ASSIGNMENT
For this exercise, report every line of the material that includes "whose".

INFORMATION GIVEN
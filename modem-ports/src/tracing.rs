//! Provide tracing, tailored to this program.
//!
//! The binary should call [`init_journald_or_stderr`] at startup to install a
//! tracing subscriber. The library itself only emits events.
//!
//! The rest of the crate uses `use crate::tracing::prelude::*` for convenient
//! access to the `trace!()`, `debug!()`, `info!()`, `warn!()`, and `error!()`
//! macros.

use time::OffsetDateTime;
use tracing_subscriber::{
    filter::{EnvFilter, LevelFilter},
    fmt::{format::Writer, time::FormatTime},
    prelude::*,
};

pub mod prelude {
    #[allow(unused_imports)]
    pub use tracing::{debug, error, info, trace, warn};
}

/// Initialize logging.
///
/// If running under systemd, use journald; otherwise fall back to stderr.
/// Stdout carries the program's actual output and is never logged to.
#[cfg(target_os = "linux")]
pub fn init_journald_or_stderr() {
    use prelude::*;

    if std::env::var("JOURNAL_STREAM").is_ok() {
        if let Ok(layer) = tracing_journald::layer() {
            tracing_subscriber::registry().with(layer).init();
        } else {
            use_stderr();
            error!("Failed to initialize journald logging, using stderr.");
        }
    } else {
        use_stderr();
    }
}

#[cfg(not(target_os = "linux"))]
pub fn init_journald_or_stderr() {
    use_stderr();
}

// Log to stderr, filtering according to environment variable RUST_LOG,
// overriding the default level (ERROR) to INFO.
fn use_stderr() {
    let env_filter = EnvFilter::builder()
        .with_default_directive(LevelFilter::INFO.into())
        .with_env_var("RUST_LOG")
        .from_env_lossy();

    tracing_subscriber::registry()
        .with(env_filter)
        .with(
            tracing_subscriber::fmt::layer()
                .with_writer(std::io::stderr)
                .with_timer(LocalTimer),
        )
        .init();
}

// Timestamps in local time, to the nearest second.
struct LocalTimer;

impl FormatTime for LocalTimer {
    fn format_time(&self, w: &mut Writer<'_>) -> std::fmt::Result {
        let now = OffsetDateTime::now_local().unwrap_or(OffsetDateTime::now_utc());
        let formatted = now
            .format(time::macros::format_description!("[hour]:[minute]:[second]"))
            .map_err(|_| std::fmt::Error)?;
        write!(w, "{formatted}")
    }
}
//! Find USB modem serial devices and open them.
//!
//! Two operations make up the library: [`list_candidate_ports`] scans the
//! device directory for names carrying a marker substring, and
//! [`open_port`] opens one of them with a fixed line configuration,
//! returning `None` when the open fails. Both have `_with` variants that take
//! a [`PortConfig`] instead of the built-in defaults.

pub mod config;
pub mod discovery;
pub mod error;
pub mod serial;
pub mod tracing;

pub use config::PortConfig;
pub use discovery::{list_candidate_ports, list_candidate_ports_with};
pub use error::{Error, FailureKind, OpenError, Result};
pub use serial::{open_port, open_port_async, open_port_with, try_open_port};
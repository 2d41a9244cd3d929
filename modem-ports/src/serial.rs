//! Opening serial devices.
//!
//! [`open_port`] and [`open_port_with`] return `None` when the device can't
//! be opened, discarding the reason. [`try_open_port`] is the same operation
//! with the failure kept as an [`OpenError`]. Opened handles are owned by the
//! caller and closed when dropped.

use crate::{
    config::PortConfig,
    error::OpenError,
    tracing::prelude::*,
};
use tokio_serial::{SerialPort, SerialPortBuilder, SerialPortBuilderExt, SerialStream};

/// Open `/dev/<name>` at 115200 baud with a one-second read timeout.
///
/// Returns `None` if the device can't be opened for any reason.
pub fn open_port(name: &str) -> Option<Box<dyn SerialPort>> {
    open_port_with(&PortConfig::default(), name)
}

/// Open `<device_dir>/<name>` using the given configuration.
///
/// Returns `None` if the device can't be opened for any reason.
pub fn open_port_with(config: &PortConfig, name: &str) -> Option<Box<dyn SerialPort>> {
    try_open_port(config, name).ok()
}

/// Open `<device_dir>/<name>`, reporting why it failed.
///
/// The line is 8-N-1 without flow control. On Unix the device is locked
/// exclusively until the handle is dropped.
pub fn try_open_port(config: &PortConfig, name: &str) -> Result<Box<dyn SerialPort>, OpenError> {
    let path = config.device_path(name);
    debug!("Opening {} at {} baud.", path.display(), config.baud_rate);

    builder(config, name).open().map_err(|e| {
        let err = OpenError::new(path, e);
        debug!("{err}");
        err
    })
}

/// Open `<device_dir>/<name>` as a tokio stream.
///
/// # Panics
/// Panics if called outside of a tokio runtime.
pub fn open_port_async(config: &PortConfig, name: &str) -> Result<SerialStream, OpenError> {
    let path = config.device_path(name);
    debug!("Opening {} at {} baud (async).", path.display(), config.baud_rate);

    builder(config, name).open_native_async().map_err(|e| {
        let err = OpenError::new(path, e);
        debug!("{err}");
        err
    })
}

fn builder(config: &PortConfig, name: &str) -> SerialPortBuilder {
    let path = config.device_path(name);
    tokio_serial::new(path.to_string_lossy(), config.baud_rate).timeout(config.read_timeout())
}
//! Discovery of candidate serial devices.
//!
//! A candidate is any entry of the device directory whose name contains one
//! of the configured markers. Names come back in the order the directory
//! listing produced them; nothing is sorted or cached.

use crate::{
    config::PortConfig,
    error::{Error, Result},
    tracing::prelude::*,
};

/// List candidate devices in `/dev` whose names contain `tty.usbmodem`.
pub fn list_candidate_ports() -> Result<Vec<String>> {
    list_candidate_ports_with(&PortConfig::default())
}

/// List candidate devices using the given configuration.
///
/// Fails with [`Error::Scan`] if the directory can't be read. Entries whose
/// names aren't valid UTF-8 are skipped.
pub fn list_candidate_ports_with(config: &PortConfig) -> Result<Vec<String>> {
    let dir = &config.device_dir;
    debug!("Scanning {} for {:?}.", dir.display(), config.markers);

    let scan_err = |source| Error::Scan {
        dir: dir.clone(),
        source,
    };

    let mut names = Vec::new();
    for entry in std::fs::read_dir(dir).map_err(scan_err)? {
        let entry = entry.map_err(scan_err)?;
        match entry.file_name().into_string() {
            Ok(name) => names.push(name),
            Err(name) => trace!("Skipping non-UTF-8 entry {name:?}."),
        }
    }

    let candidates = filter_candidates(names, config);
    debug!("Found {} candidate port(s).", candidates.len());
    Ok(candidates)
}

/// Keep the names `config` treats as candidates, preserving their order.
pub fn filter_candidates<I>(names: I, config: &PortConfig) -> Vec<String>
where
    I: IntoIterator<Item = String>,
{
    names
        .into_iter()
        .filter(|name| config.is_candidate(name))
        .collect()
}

ANSWER FOR THIS EXERCISE
//! A candidate is any entry of the device directory whose name contains one
/// List candidate devices in `/dev` whose names contain `tty.usbmodem`.
/// Fails with [`Error::Scan`] if the directory can't be read. Entries whose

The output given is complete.